With the help of daily user behavior analysis, cyber defenders and experts can flag and report abnormal online actions that are potentially suspicious and anomalous. However, accurate user profiling analysis is still challenging, due to the complex, diverse, and dynamic nature of human’s online behaviors. Most of the previous studies only focus on technological perspective of defending cyberattacks. The limited availability of related research poses great difficulties for both researchers and industrial participators. So, the motivation of this Chapter can be summarized as follows. (1) The current research of cyberattack analysis is not adequate to capture human-based factors in cyber space. There is an immediate need for understanding human’s daily online behaviors and labeling the malicious level or vulnerable level of an Internet user. (2) The recent studies of human-based factors in cyber security and privacy are diverse in terms of objectives, methodologies and domains. It is necessary to summarize different types of online behaviors in a consistent format. This can provide practical conveniences and guidance for researchers. (3) With the development of computing technologies, new methodologies and application scenarios (e.g., mobile crowdsensing, adversarial machine learning) can bring new trends of challenges and difficulties. It is a necessity to present new information threats under these domains and propose promising approaches for addressing such issues. All in all, by consolidating malicious and vulnerable human daily behaviors, and extracting intelligent insights from human daily factors, cyber defenders and experts can effectively detect cyber attackers, and reduce the impact of those information threats.

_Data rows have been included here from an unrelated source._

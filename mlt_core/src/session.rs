//! `Session`：对宿主（CLI/GUI）提供的编辑会话对象。
//!
//! `Session` 自身不做业务逻辑判断，而是：
//! - 持有 `Context`（状态）
//! - 持有 processors 链（可插拔）
//! - 把每次 `InputEvent` 依次交给 processors，直到被消费
//! - 最后输出 `EditorSnapshot` + `Action`

use crate::{
    context::Context,
    engine::Engine,
    key_event::{Action, InputEvent},
    model::EditorSnapshot,
    processor::{
        CompletionProcessor, CursorProcessor, EditingProcessor, LayoutProcessor, ProcessStatus,
        Processor, SelectionProcessor,
    },
    vocabulary::Vocabulary,
    wrap::LayoutMetrics,
};

/// 宿主节点上的一个可读写文本字段。
pub trait TextField {
    fn read(&self) -> String;
    fn write(&mut self, text: &str);
}

impl TextField for String {
    fn read(&self) -> String {
        self.clone()
    }

    fn write(&mut self, text: &str) {
        text.clone_into(self);
    }
}

/// 编辑会话（一个视图一个，状态不共享）。
pub struct Session<V> {
    /// 引擎（包含词表、折行缓存、取词规则）
    engine: Engine<V>,
    /// 会话上下文（processors 共享）
    ctx: Context,
    /// processors 链（可配置/可扩展）
    processors: Vec<Box<dyn Processor>>,
}

impl<V> Session<V>
where
    V: Vocabulary,
{
    /// 创建空会话，并组装默认 processors 链。
    pub fn new(engine: Engine<V>) -> Self {
        let line_width = engine.config().default_line_width;
        Self {
            engine,
            ctx: Context::new(line_width),
            processors: vec![
                Box::new(EditingProcessor),
                Box::new(CursorProcessor),
                Box::new(SelectionProcessor),
                Box::new(CompletionProcessor),
                Box::new(LayoutProcessor),
            ],
        }
    }

    /// 从宿主字段读入初始文本。
    pub fn open(engine: Engine<V>, field: &dyn TextField) -> Self {
        let mut session = Self::new(engine);
        let text = field.read();
        session.ctx.load(&session.engine, &text);
        session
    }

    /// 在链尾追加一个 processor。
    pub fn with_processor(mut self, processor: Box<dyn Processor>) -> Self {
        self.processors.push(processor);
        self
    }

    pub fn set_origin(&mut self, x: f32, y: f32) {
        self.ctx.metrics.origin_x = x;
        self.ctx.metrics.origin_y = y;
    }

    pub fn metrics(&self) -> &LayoutMetrics {
        &self.ctx.metrics
    }

    pub fn context(&self) -> &Context {
        &self.ctx
    }

    pub fn engine(&self) -> &Engine<V> {
        &self.engine
    }

    pub fn logical_text(&self) -> String {
        self.ctx.logical()
    }

    /// 获取当前快照（只读，不夹取高亮下标）。
    pub fn ui_state(&self) -> EditorSnapshot {
        self.ctx.ui_state(&self.engine)
    }

    /// 每帧调用：重新查词并夹取高亮下标。
    pub fn tick(&mut self) -> EditorSnapshot {
        self.ctx.refresh(&self.engine)
    }

    /// 处理一个输入事件，返回最新快照与动作列表。
    pub fn handle(&mut self, ev: InputEvent) -> (EditorSnapshot, Vec<Action>) {
        let mut actions = Vec::new();
        for p in &mut self.processors {
            let (status, mut a) = p.process(&self.engine, &mut self.ctx, &ev);
            actions.append(&mut a);
            if status == ProcessStatus::Consume {
                break;
            }
        }
        (self.ctx.refresh(&self.engine), actions)
    }
}

/// 把动作应用到宿主字段（目前只有 Persist）。
pub fn persist(actions: &[Action], field: &mut dyn TextField) {
    for action in actions {
        let Action::Persist(text) = action;
        field.write(text);
    }
}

In this chapter we first introduce the role of human factors in cyberspace, and the importance of profiling user behaviors in cybersecurity. Then, from the following three aspects of human factors: desktop behaviors, mobile behaviors, and online behaviors, we propose the potential security and privacy issues in daily human practices, and then present important concepts, technologies and solutions of modeling users’ normal behavior patterns and detecting abnormal, vulnerable and malicious actions. The contributions of this Chapter are: (1) We group the Internet users’ behaviors into three categories: desktop behavior, mobile behavior, and online behavior, which is useful for researchers and participates to understand the nature of user’s daily online actions; (2) For each type of user behavior, we present a comprehensive and up-to-date survey on the typical and important cyber issues and vulnerabilities. And readers can have a clear understanding of why human become the important factor in cyberspace, what are the common human-based vulnerabilities, how hackers target victims, and how to profile users’ daily behaviors based on the available information. (3) At the end of this Chapter, we also propose some interesting and important research directions that can be worked in the future.